I turned my attention back to what was supposed to have been a stew. The top layer was nothing more than a blackened mess, but as I stirred it, I found a bowl or two full that was salvageable. I set one down in front of Griff. He peered warily up at me through a shock of dark brown hair before he finally started eating.

“You hear what happened at the palace today?” he asked, through a mouthful of stew.

“I didn’t just hear it; I saw it.”

He raised his eyebrows. “So, it’s true? Richard actually banished her?”

I nodded. “I’ve never seen anything like it in my life. She and her whole group fled the palace by the time I left this afternoon.” I thought back to the way Venessa had held her head high and refused Richard. She really had guts.

Someone pounded on the door. “Probably another person wanting you to interpret their dream,” Griff said, dipping some of the bread I hadn’t burned in the smoky stew.
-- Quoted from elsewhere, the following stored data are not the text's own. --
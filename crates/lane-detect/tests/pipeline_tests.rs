use lane_base::Tensor;
use lane_detect::{
    Direction, DisplaySink, LaneConfig, LaneError, LanePipeline, ProbabilityGrid, Segmentation,
};
use lane_image::PixelGrid;
use lane_infer::{Backend, InferError, ModelSource, Session};
use std::time::{Duration, Instant};

/// Lane probability 1.0 in `columns` on every row, 0.0 elsewhere.
struct ColumnSegmenter {
    columns: std::ops::Range<usize>,
}

impl Segmentation for ColumnSegmenter {
    fn infer(&mut self, tensor: &Tensor<f32>) -> Result<ProbabilityGrid, LaneError> {
        assert_eq!(tensor.shape, vec![1, 256, 320, 3]);
        ProbabilityGrid::from_fn(320, 256, |x, _| {
            if self.columns.contains(&x) { 1.0 } else { 0.0 }
        })
    }
}

/// Answers with a grid of the wrong size.
struct WrongSizeSegmenter;

impl Segmentation for WrongSizeSegmenter {
    fn infer(&mut self, _tensor: &Tensor<f32>) -> Result<ProbabilityGrid, LaneError> {
        ProbabilityGrid::new(10, 10, vec![1.0; 100])
    }
}

#[derive(Default)]
struct RecordingSink {
    overlays: Vec<PixelGrid>,
    directions: Vec<Direction>,
}

impl DisplaySink for RecordingSink {
    fn show_overlay(&mut self, overlay: &PixelGrid) {
        self.overlays.push(overlay.clone());
    }

    fn show_direction(&mut self, direction: Direction) {
        self.directions.push(direction);
    }
}

struct NoModelBackend;

impl Backend for NoModelBackend {
    fn name(&self) -> &str {
        "none"
    }

    fn load_model(&self, model: ModelSource) -> Result<Box<dyn Session>, InferError> {
        Err(InferError::ModelLoad(format!("cannot open {}", model.describe())))
    }
}

fn pipeline(columns: std::ops::Range<usize>) -> LanePipeline {
    LanePipeline::new(
        Box::new(ColumnSegmenter { columns }),
        LaneConfig::default(),
    )
    .unwrap()
}

fn frame(width: usize, height: usize) -> PixelGrid {
    PixelGrid::filled(width, height, &[90, 90, 90]).unwrap()
}

#[test]
fn test_run_frame_reports_offset() {
    let mut pipeline = pipeline(100..120);
    let report = pipeline.run_frame(&frame(320, 256)).unwrap();

    // weighted center 109.5 truncates to 109
    assert_eq!(report.result.offset, -51.0);
    assert_eq!(report.result.direction, Direction::DriftLeft);
    assert_eq!((report.source_width, report.source_height), (320, 256));
    assert_eq!(report.mask.count(), 20 * 256);
}

#[test]
fn test_overlay_at_model_size_is_exact() {
    let mut pipeline = pipeline(100..120);
    let report = pipeline.run_frame(&frame(320, 256)).unwrap();

    assert_eq!(report.overlay.pixel(99, 0), &[0, 0, 0, 0]);
    assert_eq!(report.overlay.pixel(100, 0), &[0, 255, 0, 255]);
    assert_eq!(report.overlay.pixel(119, 255), &[0, 255, 0, 255]);
    assert_eq!(report.overlay.pixel(120, 255), &[0, 0, 0, 0]);
}

#[test]
fn test_overlay_scales_back_proportionally() {
    let mut pipeline = pipeline(100..120);
    let report = pipeline.run_frame(&frame(640, 512)).unwrap();

    let overlay = &report.overlay;
    assert_eq!((overlay.width(), overlay.height(), overlay.channels()), (640, 512, 4));
    for y in [0, 255, 511] {
        assert_eq!(overlay.pixel(100, y), &[0, 0, 0, 0]);
        assert_eq!(overlay.pixel(202, y), &[0, 255, 0, 255]);
        assert_eq!(overlay.pixel(220, y), &[0, 255, 0, 255]);
        assert_eq!(overlay.pixel(238, y), &[0, 255, 0, 255]);
        assert_eq!(overlay.pixel(300, y), &[0, 0, 0, 0]);
    }
    // offset is measured at model resolution whatever the source size
    assert_eq!(report.result.offset, -51.0);
}

#[test]
fn test_wrong_probability_size_is_rejected() {
    let mut pipeline =
        LanePipeline::new(Box::new(WrongSizeSegmenter), LaneConfig::default()).unwrap();
    let err = pipeline.run_frame(&frame(320, 256)).unwrap_err();
    match err {
        LaneError::ShapeMismatch { expected, got } => {
            assert_eq!(expected, vec![256, 320]);
            assert_eq!(got, vec![10, 10]);
        }
        other => panic!("expected ShapeMismatch, got {other:?}"),
    }
}

#[test]
fn test_failed_frame_leaves_sink_untouched() {
    let mut pipeline =
        LanePipeline::new(Box::new(WrongSizeSegmenter), LaneConfig::default()).unwrap();
    let mut sink = RecordingSink::default();

    assert!(!pipeline.process_frame(&frame(320, 256), &mut sink));
    assert!(sink.overlays.is_empty());
    assert!(sink.directions.is_empty());
    assert!(pipeline.throttle().last_update().is_none());
}

#[test]
fn test_empty_frame_is_dropped() {
    let mut pipeline = pipeline(0..320);
    let mut sink = RecordingSink::default();
    let empty = PixelGrid::new(0, 0, 3, vec![]).unwrap();

    assert!(!pipeline.process_frame(&empty, &mut sink));
    assert!(sink.overlays.is_empty());
}

#[test]
fn test_label_throttle() {
    let mut pipeline = pipeline(150..170);
    let mut sink = RecordingSink::default();
    let start = Instant::now();
    let input = frame(320, 256);

    assert!(pipeline.process_frame_at(&input, start, &mut sink));
    assert_eq!(sink.directions, vec![Direction::Centered]);

    pipeline.process_frame_at(&input, start + Duration::from_millis(499), &mut sink);
    assert_eq!(sink.directions.len(), 1);
    assert_eq!(sink.overlays.len(), 2);

    pipeline.process_frame_at(&input, start + Duration::from_millis(500), &mut sink);
    assert_eq!(sink.directions.len(), 2);
    assert_eq!(sink.overlays.len(), 3);

    pipeline.process_frame_at(&input, start + Duration::from_millis(900), &mut sink);
    assert_eq!(sink.directions.len(), 2);
    assert_eq!(sink.overlays.len(), 4);
}

#[test]
fn test_failed_frame_does_not_reset_throttle() {
    let mut pipeline = pipeline(0..10);
    let mut sink = RecordingSink::default();
    let start = Instant::now();

    pipeline.process_frame_at(&frame(320, 256), start, &mut sink);
    let empty = PixelGrid::new(0, 0, 3, vec![]).unwrap();
    pipeline.process_frame_at(&empty, start + Duration::from_millis(600), &mut sink);
    assert_eq!(pipeline.throttle().last_update(), Some(start));
    assert_eq!(sink.directions, vec![Direction::DriftLeft]);
}

#[test]
fn test_config_drives_pipeline() {
    let config = LaneConfig::default()
        .with_deadband(60.0)
        .with_label_interval(Duration::ZERO);
    let mut pipeline =
        LanePipeline::new(Box::new(ColumnSegmenter { columns: 100..120 }), config).unwrap();
    let mut sink = RecordingSink::default();
    let start = Instant::now();

    pipeline.process_frame_at(&frame(320, 256), start, &mut sink);
    pipeline.process_frame_at(&frame(320, 256), start, &mut sink);
    assert_eq!(sink.directions, vec![Direction::Centered, Direction::Centered]);
}

#[test]
fn test_invalid_config_is_rejected() {
    let config = LaneConfig::default().with_input_width(0);
    let result = LanePipeline::new(Box::new(WrongSizeSegmenter), config);
    assert!(matches!(result, Err(LaneError::Config(_))));
}

#[test]
fn test_model_load_failure() {
    let result = LanePipeline::from_model(
        &NoModelBackend,
        ModelSource::Memory(vec![1, 2, 3]),
        LaneConfig::default(),
    );
    assert!(matches!(result, Err(LaneError::ModelLoad(_))));
}

#[test]
fn test_from_config_needs_model_path() {
    let result = LanePipeline::from_config(&NoModelBackend, LaneConfig::default());
    assert!(matches!(result, Err(LaneError::ModelLoad(_))));

    let config = LaneConfig::default().with_model_path("models/lane.onnx");
    match LanePipeline::from_config(&NoModelBackend, config) {
        Err(LaneError::ModelLoad(msg)) => assert!(msg.contains("lane.onnx")),
        _ => panic!("expected ModelLoad"),
    }
}
use std::fmt;

#[derive(Debug, Clone, PartialEq, Default)]
pub enum Device {
    #[default]
    Cpu,
    Cuda {
        device_id: i32,
    },
}

impl fmt::Display for Device {
    fn fmt(&self, f: &mut fmt::Formatter<'_>) -> fmt::Result {
        match self {
            Device::Cpu => write!(f, "CPU"),
            Device::Cuda { device_id } => write!(f, "CUDA(device_id={device_id})"),
        }
    }
}
use lane_detect::{
    BinaryMask, CLEAR_RGBA, DEFAULT_THRESHOLD, LANE_RGBA, ProbabilityGrid, overlay, render,
    threshold_mask,
};

fn ramp(width: usize, height: usize) -> ProbabilityGrid {
    ProbabilityGrid::from_fn(width, height, |x, y| ((x + y) % 11) as f32 / 10.0).unwrap()
}

#[test]
fn test_threshold_is_strict() {
    let probs = ProbabilityGrid::new(4, 1, vec![0.49, 0.5, 0.51, 1.0]).unwrap();
    let mask = threshold_mask(&probs, DEFAULT_THRESHOLD);
    assert_eq!(mask.data(), &[false, false, true, true]);
}

#[test]
fn test_nan_is_never_lane() {
    let probs = ProbabilityGrid::new(2, 1, vec![f32::NAN, 0.9]).unwrap();
    let mask = threshold_mask(&probs, DEFAULT_THRESHOLD);
    assert_eq!(mask.data(), &[false, true]);
}

#[test]
fn test_overlay_colors() {
    let mask = BinaryMask::new(2, 1, vec![true, false]).unwrap();
    let grid = overlay(&mask).unwrap();
    assert_eq!((grid.width(), grid.height(), grid.channels()), (2, 1, 4));
    assert_eq!(grid.pixel(0, 0), &LANE_RGBA);
    assert_eq!(grid.pixel(1, 0), &CLEAR_RGBA);
    assert_eq!(LANE_RGBA, [0, 255, 0, 255]);
    assert_eq!(CLEAR_RGBA, [0, 0, 0, 0]);
}

#[test]
fn test_render_matches_mask() {
    let probs = ramp(32, 16);
    let (mask, grid) = render(&probs, DEFAULT_THRESHOLD).unwrap();
    for y in 0..16 {
        for x in 0..32 {
            let expected = if probs.get(x, y) > 0.5 {
                LANE_RGBA
            } else {
                CLEAR_RGBA
            };
            assert_eq!(mask.get(x, y), probs.get(x, y) > 0.5);
            assert_eq!(grid.pixel(x, y), &expected);
        }
    }
}

#[test]
fn test_render_is_deterministic() {
    let probs = ramp(320, 256);
    let first = render(&probs, DEFAULT_THRESHOLD).unwrap();
    let second = render(&probs, DEFAULT_THRESHOLD).unwrap();
    assert_eq!(first.0, second.0);
    assert_eq!(first.1, second.1);
}

#[test]
fn test_custom_threshold() {
    let probs = ProbabilityGrid::new(3, 1, vec![0.1, 0.2, 0.3]).unwrap();
    let (mask, _) = render(&probs, 0.15).unwrap();
    assert_eq!(mask.count(), 2);
}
“No dreams during dinnertime!” I shouted.

Griff banged his fist on the table. “What the hell are you thinking? The money we get from those dreams helps put food on our table!”

“Fine,” I muttered, throwing my napkin onto the table. When I swung open the door, I was relieved to find it was only Micah.

“Hello again,” he bellowed cheerfully.

“Evening. I see you’re just in time for dinner.” Micah was known to try to mooch off our table whenever he could. It was just him and his mother left at home, and she had suffered a mental breakdown after the Great Fall and barely kept a job.

A broad smile filled his face as he tried to nonchalantly ask, “Oh, were you guys eating this late?”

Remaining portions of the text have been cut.